Von der Allee bogen wir in eine schmale Straße, die in steilen Windungen einen Hügel hinaufführte. Die beiden Jungen wurden merklich stiller, eine gedrückte Stimmung machte sich breit. Wir hielten vor einem Bungalow.
Der Chauffeur riss die Tür auf, erst den Jungen, dann mir. Die beiden schlichen auf das Haus zu, ein langgestrecktes L-förmiges Gebäude, über der Eingangstür halbrunde Fenster, die mich wie zwei freche Ferkelaugen ansahen. Nicht viel fehlte, und ich hätte ihnen die Zunge rausgestreckt.

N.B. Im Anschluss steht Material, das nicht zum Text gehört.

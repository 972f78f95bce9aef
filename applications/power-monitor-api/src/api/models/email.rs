use chrono::NaiveTime;
use power_monitor_core::EmailSettings;
use serde::{Deserialize, Serialize};

use crate::error::{AppError, Result};
use crate::notifier::DispatchOutcome;

#[derive(Debug, Clone, PartialEq, Serialize)]
pub struct EmailSettingsView {
    pub enabled: bool,
    pub recipient: String,
    pub smtp_server: String,
    pub smtp_port: u16,
    pub sender_email: String,
    pub has_password: bool,
    pub cooldown_minutes: u32,
    pub daily_report_time: String,
}

impl From<&EmailSettings> for EmailSettingsView {
    fn from(email: &EmailSettings) -> Self {
        Self {
            enabled: email.enabled,
            recipient: email.recipient.clone(),
            smtp_server: email.smtp_server.clone(),
            smtp_port: email.smtp_port,
            sender_email: email.sender_email.clone(),
            has_password: email.has_password(),
            cooldown_minutes: email.cooldown_minutes,
            daily_report_time: email.daily_report_time.clone(),
        }
    }
}

/// Email settings update. Absent fields keep their current value; an empty
/// or absent password keeps the stored one.
#[derive(Debug, Default, Deserialize)]
pub struct EmailSettingsRequest {
    pub enabled: Option<bool>,
    pub recipient: Option<String>,
    pub smtp_server: Option<String>,
    pub smtp_port: Option<u16>,
    pub sender_email: Option<String>,
    pub sender_password: Option<String>,
    pub cooldown_minutes: Option<u32>,
    pub daily_report_time: Option<String>,
}

impl EmailSettingsRequest {
    pub fn validate(&self) -> Result<()> {
        for (field, value) in [
            ("recipient", &self.recipient),
            ("sender_email", &self.sender_email),
        ] {
            if let Some(address) = value {
                let address = address.trim();
                if !address.is_empty() && !address.contains('@') {
                    return Err(AppError::InvalidInput(format!(
                        "{} must be an email address",
                        field
                    )));
                }
            }
        }

        if self.smtp_port == Some(0) {
            return Err(AppError::InvalidInput(
                "smtp_port must be between 1 and 65535".to_string(),
            ));
        }

        if let Some(minutes) = self.cooldown_minutes {
            if minutes > 24 * 60 {
                return Err(AppError::InvalidInput(
                    "cooldown_minutes must be at most 1440".to_string(),
                ));
            }
        }

        if let Some(time) = &self.daily_report_time {
            NaiveTime::parse_from_str(time, "%H:%M").map_err(|_| {
                AppError::InvalidInput("daily_report_time must be HH:MM".to_string())
            })?;
        }

        Ok(())
    }

    pub fn apply_to(self, current: &EmailSettings) -> EmailSettings {
        let mut updated = current.clone();
        if let Some(enabled) = self.enabled {
            updated.enabled = enabled;
        }
        if let Some(recipient) = self.recipient {
            updated.recipient = recipient.trim().to_string();
        }
        if let Some(server) = self.smtp_server {
            updated.smtp_server = server.trim().to_string();
        }
        if let Some(port) = self.smtp_port {
            updated.smtp_port = port;
        }
        if let Some(sender) = self.sender_email {
            updated.sender_email = sender.trim().to_string();
        }
        if let Some(password) = self.sender_password.filter(|p| !p.is_empty()) {
            updated.sender_password = password;
        }
        if let Some(minutes) = self.cooldown_minutes {
            updated.cooldown_minutes = minutes;
        }
        if let Some(time) = self.daily_report_time {
            updated.daily_report_time = time;
        }
        updated
    }
}

#[derive(Debug, Default, Deserialize)]
pub struct AlertMessageRequest {
    pub subject: Option<String>,
    pub message: Option<String>,
}

#[derive(Debug, Serialize)]
pub struct NotificationResponse {
    pub success: bool,
    pub message: String,
}

impl NotificationResponse {
    /// Skipped sends are reported to the client as an error.
    pub fn from_outcome(outcome: DispatchOutcome) -> Result<Self> {
        match outcome {
            DispatchOutcome::Sent { .. } => Ok(Self {
                success: true,
                message: "Email sent successfully".to_string(),
            }),
            DispatchOutcome::Skipped { reason } => Err(AppError::Notification(reason)),
        }
    }
}
pub async fn health() -> &'static str {
    "OK"
}
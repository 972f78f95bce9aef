use axum::{extract::State, Json};
use chrono::Utc;

use super::AppState;
use crate::{
    api::models::{AlertMessageRequest, NotificationResponse},
    error::Result,
};

/// POST /api/v1/email/test
pub async fn send_test(State(state): State<AppState>) -> Result<Json<NotificationResponse>> {
    let settings = state.settings.load().await?;
    let outcome = state.dispatcher.send_test(&settings.email, Utc::now()).await?;

    Ok(Json(NotificationResponse::from_outcome(outcome)?))
}

/// POST /api/v1/email/alert
/// Sends an alert raised by the dashboard client
pub async fn send_alert(
    State(state): State<AppState>,
    Json(request): Json<AlertMessageRequest>,
) -> Result<Json<NotificationResponse>> {
    let settings = state.settings.load().await?;
    let outcome = state
        .dispatcher
        .send_manual(
            &settings.email,
            request.subject.as_deref(),
            request.message.as_deref(),
            Utc::now(),
        )
        .await?;

    Ok(Json(NotificationResponse::from_outcome(outcome)?))
}
pub mod devices;
pub mod email;
pub mod settings;
pub mod tariff;

#[allow(unused_imports)]
pub use devices::*;
#[allow(unused_imports)]
pub use email::*;
#[allow(unused_imports)]
pub use settings::*;
#[allow(unused_imports)]
pub use tariff::*;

Eine robuste Frau, Hausdame Fräulein Marie, wie sie sich vorstellte, bat mich in ein kleines Zimmer neben der Diele. Ich setzte mich auf das kurze, geschwungene Sofa und musterte die
Vitrine, darin Teller mit Blumen und Vögeln, vor mir ein runder Tisch, zwei Stühle. Die Wände über und über mit gerahmten Photographien von Menschen bedeckt; einzeln oder in Gruppen, bei Hochzeiten, Taufen, Beerdigungen, unter Christbäumen, auf Bergen, auf Schiffen, am Meer.
Die Schritte der Jungen entfernten sich, ihr unterdrücktes Lachen, Türenschlagen. Wer immer da kommen sollte, ließ auf sich warten.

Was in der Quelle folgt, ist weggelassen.